%%
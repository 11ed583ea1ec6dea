pub mod dry_run;
pub mod slack;

pub use dry_run::LogNotifier;
pub use slack::SlackNotifier;

use crate::error::NotifyError;
use crate::models::{ClassifiedListing, PetPolicy};
use async_trait::async_trait;

/// Destination for rendered listing messages
#[async_trait]
pub trait Notifier: Send + Sync {
    async fn post_message(&self, channel: &str, text: &str) -> Result<(), NotifyError>;
}

pub fn pet_glyph(policy: PetPolicy) -> &'static str {
    match policy {
        PetPolicy::Disallowed => ":cat::x:",
        PetPolicy::Allowed => ":cat::smiley_cat:",
        PetPolicy::Unknown => ":cat::question:",
    }
}

/// One-line Slack message for a listing:
///
/// `*$1500*, 750 sq ft | :cat::question: | 0.42 mi - *lawrence* | <maps link|map> | <url|title>`
pub fn render_listing(listing: &ClassifiedListing) -> String {
    let raw = &listing.raw;
    let price = raw.price.as_deref().unwrap_or("");
    let size = match &raw.area {
        Some(area) => area.replace("ft2", " sq ft"),
        None => "____ sq ft".to_string(),
    };
    let transit = match &listing.geo.nearest_station {
        Some(station) => format!("{:.2} mi - *{}*", station.distance_miles, station.name),
        None => "-- mi - *none*".to_string(),
    };
    let map = match raw.coordinate {
        Some(c) => format!("<https://www.google.com/maps/?q={},{}|map>", c.lat, c.lon),
        None => "no map".to_string(),
    };

    format!(
        "*{}*, {} | {} | {} | {} | <{}|{}>",
        price,
        size,
        pet_glyph(listing.pet_policy),
        transit,
        map,
        raw.url,
        raw.title
    )
}
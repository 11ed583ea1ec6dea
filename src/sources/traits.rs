use crate::error::SourceError;
use crate::models::RawListing;
use crate::sources::types::SearchQuery;
use async_trait::async_trait;

/// One fetched listing, or the reason it could not be read.
pub type ListingResult = Result<RawListing, SourceError>;

/// Common trait for listing sources
#[async_trait]
pub trait ListingSource: Send + Sync {
    /// Fetch up to `query.limit` listings, newest first.
    ///
    /// The outer error means the area could not be searched at all. Inner errors
    /// are single listings that failed to load; callers skip them.
    async fn fetch_listings(&self, query: &SearchQuery) -> Result<Vec<ListingResult>, SourceError>;

    /// Get the name of the listing source
    fn source_name(&self) -> &'static str;
}
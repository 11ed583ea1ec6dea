use crate::error::ConfigError;
use crate::geo::{Region, RegionShape, TransitStation};
use crate::models::Coordinate;
use crate::sources::{SearchQuery, SortOrder};
use serde::{Deserialize, Serialize};
use std::path::Path;
use std::time::Duration;
use tracing::info;

/// Environment variable holding the Slack bot token.
pub const SLACK_TOKEN_VAR: &str = "SLACK_TOKEN";

/// Everything one scout process needs, loaded once at startup.
#[derive(Debug, Clone, Default, Serialize, Deserialize)]
#[serde(default)]
pub struct Config {
    pub search: SearchConfig,
    pub geo: GeoConfig,
    pub classifier: ClassifierConfig,
    pub slack: SlackConfig,
    pub store: StoreConfig,
    pub schedule: ScheduleConfig,
}

/// Search parameters sent to the listing source
#[derive(Debug, Clone, Serialize, Deserialize)]
#[serde(default)]
pub struct SearchConfig {
    /// Craigslist site, e.g. "sfbay" for https://sfbay.craigslist.org
    pub site: String,
    /// Sub-areas searched in order, e.g. "sby" and "pen"
    pub areas: Vec<String>,
    /// Housing section, "apa" for apartments
    pub category: String,
    /// Minimum monthly rent
    pub min_price: Option<u32>,
    /// Maximum monthly rent
    pub max_price: Option<u32>,
    /// Minimum size in square feet
    pub min_size: Option<u32>,
    pub posted_today: bool,
    /// Result order requested from the site; "newest", "price_asc" or "price_desc"
    pub sort: SortOrder,
    /// Listings pulled per area per cycle
    pub limit: usize,
}

impl Default for SearchConfig {
    fn default() -> Self {
        Self {
            site: "sfbay".to_string(),
            areas: vec!["sby".to_string(), "pen".to_string()],
            category: "apa".to_string(),
            min_price: Some(1000),
            max_price: Some(2800),
            min_size: Some(600),
            posted_today: true,
            sort: SortOrder::Newest,
            limit: 20,
        }
    }
}

impl SearchConfig {
    pub fn query_for(&self, area: &str) -> SearchQuery {
        SearchQuery {
            site: self.site.clone(),
            area: area.to_string(),
            category: self.category.clone(),
            min_price: self.min_price,
            max_price: self.max_price,
            min_size: self.min_size,
            posted_today: self.posted_today,
            sort: self.sort,
            limit: self.limit,
        }
    }
}

/// Regions, neighborhoods and transit stations listings are checked against.
#[derive(Debug, Clone, Serialize, Deserialize)]
#[serde(default)]
pub struct GeoConfig {
    pub regions: Vec<Region>,
    /// Names searched for in the listing's free-text location when no region matches.
    pub neighborhoods: Vec<String>,
    pub stations: Vec<TransitStation>,
    /// Farthest acceptable distance to a station, in miles.
    pub max_transit_distance: f64,
}

impl Default for GeoConfig {
    fn default() -> Self {
        let vertices = [
            (37.414816, -122.118444),
            (37.424473, -122.097250),
            (37.414551, -122.083682),
            (37.408535, -122.070044),
            (37.400691, -122.035674),
            (37.395649, -122.012829),
            (37.391176, -121.996054),
            (37.382011, -121.963947),
            (37.366082, -121.965050),
            (37.352382, -121.968590),
            (37.352181, -122.014118),
            (37.364261, -122.032507),
            (37.370669, -122.077826),
            (37.399521, -122.132630),
        ]
        .into_iter()
        .map(|(lat, lon)| Coordinate::new(lat, lon))
        .collect();

        Self {
            regions: vec![Region::new_polygon("the_polygon", vertices)],
            neighborhoods: Vec::new(),
            stations: vec![
                TransitStation::new("lawrence", 37.370444, -121.996069),
                TransitStation::new("sunnyvale", 37.378392, -122.030794),
                TransitStation::new("mountainview", 37.394567, -122.075990),
                TransitStation::new("sanantonio", 37.407264, -122.107073),
            ],
            max_transit_distance: 2.0,
        }
    }
}

/// Phrases used to read a listing's pet policy.
#[derive(Debug, Clone, Serialize, Deserialize)]
#[serde(default)]
pub struct ClassifierConfig {
    /// Any of these in the lowered body marks the listing as no-pets.
    pub negative_pet_phrases: Vec<String>,
    /// Substrings that mark cats as welcome, checked after the negative phrases.
    pub positive_pet_markers: Vec<String>,
}

impl Default for ClassifierConfig {
    fn default() -> Self {
        Self {
            negative_pet_phrases: vec![
                "cats not allowed".to_string(),
                "no pets".to_string(),
                "no pet".to_string(),
            ],
            positive_pet_markers: vec!["purrr".to_string()],
        }
    }
}

#[derive(Debug, Clone, Serialize, Deserialize)]
#[serde(default)]
pub struct SlackConfig {
    /// Channel for accepted listings
    pub channel: String,
    /// Channel for everything else
    pub ignored_channel: String,
    pub username: String,
    pub icon_emoji: String,
    /// Bot token; usually left out of the file and read from `SLACK_TOKEN`.
    pub token: Option<String>,
}

impl Default for SlackConfig {
    fn default() -> Self {
        Self {
            channel: "#housing".to_string(),
            ignored_channel: "#housing-ignored".to_string(),
            username: "hal".to_string(),
            icon_emoji: ":red_circle:".to_string(),
            token: None,
        }
    }
}

#[derive(Debug, Clone, Serialize, Deserialize)]
#[serde(default)]
pub struct StoreConfig {
    pub database_url: String,
}

impl Default for StoreConfig {
    fn default() -> Self {
        Self {
            database_url: "sqlite://listings.db?mode=rwc".to_string(),
        }
    }
}

#[derive(Debug, Clone, Serialize, Deserialize)]
#[serde(default)]
pub struct ScheduleConfig {
    /// Pause between the end of one cycle and the start of the next.
    pub poll_interval_secs: u64,
}

impl Default for ScheduleConfig {
    fn default() -> Self {
        Self {
            poll_interval_secs: 20 * 60,
        }
    }
}

impl ScheduleConfig {
    pub fn poll_interval(&self) -> Duration {
        Duration::from_secs(self.poll_interval_secs)
    }
}

impl Config {
    /// Load from a TOML file, falling back to defaults when the file does not exist.
    /// `SLACK_TOKEN` overrides any token in the file.
    pub fn load(path: impl AsRef<Path>) -> Result<Self, ConfigError> {
        let path = path.as_ref();
        let mut config = match std::fs::read_to_string(path) {
            Ok(text) => Self::from_toml(&text)?,
            Err(e) if e.kind() == std::io::ErrorKind::NotFound => {
                info!("No config at {}, using defaults", path.display());
                Self::default()
            }
            Err(source) => {
                return Err(ConfigError::Io {
                    path: path.display().to_string(),
                    source,
                })
            }
        };

        if let Ok(token) = std::env::var(SLACK_TOKEN_VAR) {
            if !token.is_empty() {
                config.slack.token = Some(token);
            }
        }

        config.validate()?;
        Ok(config)
    }

    pub fn from_toml(text: &str) -> Result<Self, ConfigError> {
        Ok(toml::from_str(text)?)
    }

    pub fn validate(&self) -> Result<(), ConfigError> {
        if self.search.areas.is_empty() {
            return Err(invalid("search.areas", "at least one area is required"));
        }
        if let (Some(min), Some(max)) = (self.search.min_price, self.search.max_price) {
            if min > max {
                return Err(invalid(
                    "search.min_price",
                    format!("{min} is above max_price {max}"),
                ));
            }
        }

        let max = self.geo.max_transit_distance;
        if !max.is_finite() || max <= 0.0 {
            return Err(invalid(
                "geo.max_transit_distance",
                format!("{max} must be a positive number of miles"),
            ));
        }

        for region in &self.geo.regions {
            if let RegionShape::Polygon { vertices } = &region.shape {
                if vertices.len() < 3 {
                    return Err(invalid(
                        "geo.regions",
                        format!("polygon {} needs at least 3 vertices", region.name),
                    ));
                }
            }
        }

        Ok(())
    }
}

fn invalid(field: &str, reason: impl Into<String>) -> ConfigError {
    ConfigError::Invalid {
        field: field.to_string(),
        reason: reason.into(),
    }
}
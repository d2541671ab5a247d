//! Filing descriptors and tagged-fact structures.
//!
//! - [`FormType`] - periodic report form (10-K / 10-Q)
//! - [`FilingDescriptor`] - one filing located by a filing source
//! - [`TaggedFact`] - a single machine-readable disclosed value
//! - [`XbrlContext`] - period and dimension qualifiers of a fact
//! - [`FactSet`] - all facts and contexts of one filing

use chrono::NaiveDate;
use serde::{Deserialize, Serialize};
use std::collections::HashMap;
use std::fmt;
use std::str::FromStr;

use crate::error::BdcError;

/// Periodic report form type.
#[derive(Clone, Copy, Debug, Default, PartialEq, Eq, Hash, Serialize, Deserialize)]
pub enum FormType {
    /// Annual report.
    #[default]
    #[serde(rename = "10-K")]
    TenK,
    /// Quarterly report.
    #[serde(rename = "10-Q")]
    TenQ,
}

impl FormType {
    /// Returns the form code as filed.
    #[must_use]
    pub const fn as_str(&self) -> &'static str {
        match self {
            Self::TenK => "10-K",
            Self::TenQ => "10-Q",
        }
    }

    /// Returns the amended form code (e.g. "10-K/A").
    #[must_use]
    pub const fn amended(&self) -> &'static str {
        match self {
            Self::TenK => "10-K/A",
            Self::TenQ => "10-Q/A",
        }
    }
}

impl fmt::Display for FormType {
    fn fmt(&self, f: &mut fmt::Formatter<'_>) -> fmt::Result {
        f.write_str(self.as_str())
    }
}

impl FromStr for FormType {
    type Err = BdcError;

    fn from_str(s: &str) -> Result<Self, Self::Err> {
        match s.trim().to_uppercase().as_str() {
            "10-K" | "10K" => Ok(Self::TenK),
            "10-Q" | "10Q" => Ok(Self::TenQ),
            other => Err(BdcError::InvalidParameter(format!("Unsupported form type: {other}"))),
        }
    }
}

/// A filing located by a filing source.
#[derive(Clone, Debug, PartialEq, Eq, Serialize, Deserialize)]
pub struct FilingDescriptor {
    /// Filer CIK (no leading zeros).
    pub cik: String,
    /// Accession number with dashes (e.g. "0001287750-24-000012").
    pub accession_number: String,
    /// Date the filing was accepted.
    pub filing_date: NaiveDate,
    /// Form code as filed, amendments included.
    pub form: String,
    /// Period the report covers, when the source supplies it.
    pub report_date: Option<NaiveDate>,
    /// File name of the primary HTML document.
    pub primary_document: Option<String>,
}

impl FilingDescriptor {
    /// Accession number without dashes, as used in archive paths.
    #[must_use]
    pub fn accession_compact(&self) -> String {
        self.accession_number.replace('-', "")
    }
}

/// A single tagged value from a filing's XBRL instance.
#[derive(Clone, Debug, Default, PartialEq, Serialize, Deserialize)]
pub struct TaggedFact {
    /// Concept identifier, usually namespace-qualified (e.g. "us-gaap:InvestmentOwnedAtFairValue").
    pub concept: String,
    /// Raw textual value.
    pub value: String,
    /// Pre-parsed numeric value, present for unit-bearing facts.
    pub numeric_value: Option<f64>,
    /// Identifier of the context qualifying this fact.
    pub context_ref: String,
    /// Duration period start.
    pub period_start: Option<NaiveDate>,
    /// Duration period end.
    pub period_end: Option<NaiveDate>,
    /// Instant period date.
    pub period_instant: Option<NaiveDate>,
}

impl TaggedFact {
    /// Creates a fact with a concept, raw value and context reference.
    #[must_use]
    pub fn new(
        concept: impl Into<String>,
        value: impl Into<String>,
        context_ref: impl Into<String>,
    ) -> Self {
        Self {
            concept: concept.into(),
            value: value.into(),
            context_ref: context_ref.into(),
            ..Default::default()
        }
    }

    /// Sets the pre-parsed numeric value.
    #[must_use]
    pub const fn with_numeric(mut self, value: f64) -> Self {
        self.numeric_value = Some(value);
        self
    }

    /// Sets the instant period.
    #[must_use]
    pub const fn with_instant(mut self, date: NaiveDate) -> Self {
        self.period_instant = Some(date);
        self
    }

    /// Sets a duration period.
    #[must_use]
    pub const fn with_duration(mut self, start: NaiveDate, end: NaiveDate) -> Self {
        self.period_start = Some(start);
        self.period_end = Some(end);
        self
    }
}

/// A dimension qualifier (axis and member) on a context.
#[derive(Clone, Debug, PartialEq, Eq, Hash, Serialize, Deserialize)]
pub struct Dimension {
    /// Axis identifier (e.g. "us-gaap:InvestmentIdentifierAxis").
    pub key: String,
    /// Member or typed value.
    pub value: String,
}

impl Dimension {
    /// Creates a dimension.
    #[must_use]
    pub fn new(key: impl Into<String>, value: impl Into<String>) -> Self {
        Self {
            key: key.into(),
            value: value.into(),
        }
    }
}

/// Period and dimension qualifiers shared by a group of facts.
#[derive(Clone, Debug, Default, PartialEq, Eq, Serialize, Deserialize)]
pub struct XbrlContext {
    /// Context identifier referenced by facts.
    pub id: String,
    /// Dimension qualifiers in document order.
    pub dimensions: Vec<Dimension>,
    /// Duration period start.
    pub period_start: Option<NaiveDate>,
    /// Duration period end.
    pub period_end: Option<NaiveDate>,
    /// Instant period date.
    pub period_instant: Option<NaiveDate>,
}

impl XbrlContext {
    /// Creates a context with no dimensions.
    #[must_use]
    pub fn new(id: impl Into<String>) -> Self {
        Self {
            id: id.into(),
            ..Default::default()
        }
    }

    /// Adds a dimension qualifier.
    #[must_use]
    pub fn with_dimension(mut self, key: impl Into<String>, value: impl Into<String>) -> Self {
        self.dimensions.push(Dimension::new(key, value));
        self
    }

    /// Returns the value of the dimension with exactly this key.
    #[must_use]
    pub fn dimension(&self, key: &str) -> Option<&str> {
        self.dimensions
            .iter()
            .find(|d| d.key == key)
            .map(|d| d.value.as_str())
    }
}

/// All tagged facts and contexts of one filing.
#[derive(Clone, Debug, Default)]
pub struct FactSet {
    /// Facts in document order.
    pub facts: Vec<TaggedFact>,
    contexts: HashMap<String, XbrlContext>,
}

impl FactSet {
    /// Creates a fact set from facts and contexts.
    #[must_use]
    pub fn new(facts: Vec<TaggedFact>, contexts: impl IntoIterator<Item = XbrlContext>) -> Self {
        Self {
            facts,
            contexts: contexts.into_iter().map(|c| (c.id.clone(), c)).collect(),
        }
    }

    /// Looks up a context by reference.
    #[must_use]
    pub fn context(&self, id: &str) -> Option<&XbrlContext> {
        self.contexts.get(id)
    }

    /// Number of facts.
    #[must_use]
    pub fn len(&self) -> usize {
        self.facts.len()
    }

    /// Returns true if the set holds no facts.
    #[must_use]
    pub fn is_empty(&self) -> bool {
        self.facts.is_empty()
    }

    /// Number of distinct contexts.
    #[must_use]
    pub fn context_count(&self) -> usize {
        self.contexts.len()
    }
}

#[cfg(test)]
mod tests {
    use super::*;

    #[test]
    fn test_form_type_parse() {
        assert_eq!("10-K".parse::<FormType>().unwrap(), FormType::TenK);
        assert_eq!("10q".parse::<FormType>().unwrap(), FormType::TenQ);
        assert!("8-K".parse::<FormType>().is_err());
        assert_eq!(FormType::TenQ.amended(), "10-Q/A");
    }

    #[test]
    fn test_context_lookup() {
        let ctx = XbrlContext::new("c-1")
            .with_dimension("us-gaap:InvestmentIdentifierAxis", "Acme Inc, Software 1");
        let facts = FactSet::new(
            vec![TaggedFact::new("us-gaap:InvestmentOwnedAtFairValue", "100", "c-1")],
            vec![ctx],
        );

        let found = facts.context("c-1").unwrap();
        assert_eq!(
            found.dimension("us-gaap:InvestmentIdentifierAxis"),
            Some("Acme Inc, Software 1")
        );
        assert!(facts.context("c-2").is_none());
        assert_eq!(facts.len(), 1);
    }

    #[test]
    fn test_accession_compact() {
        let filing = FilingDescriptor {
            cik: "1287750".to_string(),
            accession_number: "0001287750-24-000012".to_string(),
            filing_date: NaiveDate::from_ymd_opt(2024, 2, 7).unwrap(),
            form: "10-K".to_string(),
            report_date: None,
            primary_document: None,
        };
        assert_eq!(filing.accession_compact(), "000128775024000012");
    }
}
%%
What you are asked to do: From the entries, copy out each line containing the word "NaiveDate".

Task answer:
use chrono::NaiveDate;
    pub filing_date: NaiveDate,
    pub report_date: Option<NaiveDate>,
    pub period_start: Option<NaiveDate>,
    pub period_end: Option<NaiveDate>,
    pub period_instant: Option<NaiveDate>,
    pub const fn with_instant(mut self, date: NaiveDate) -> Self {
    pub const fn with_duration(mut self, start: NaiveDate, end: NaiveDate) -> Self {
    pub period_start: Option<NaiveDate>,
    pub period_end: Option<NaiveDate>,
    pub period_instant: Option<NaiveDate>,
            filing_date: NaiveDate::from_ymd_opt(2024, 2, 7).unwrap(),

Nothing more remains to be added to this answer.